Copy every entry precisely.

[Opening Source data section]

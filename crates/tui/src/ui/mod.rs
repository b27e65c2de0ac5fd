pub mod runtime;
pub mod text_input;
pub mod theme;
pub mod widget_component;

[Closing Source data section]

* _Task result_:
filename crates/tui/src/ui/mod.rs
repository b27e65c2de0ac5fd
pub mod runtime;
pub mod text_input;
pub mod theme;
pub mod widget_component;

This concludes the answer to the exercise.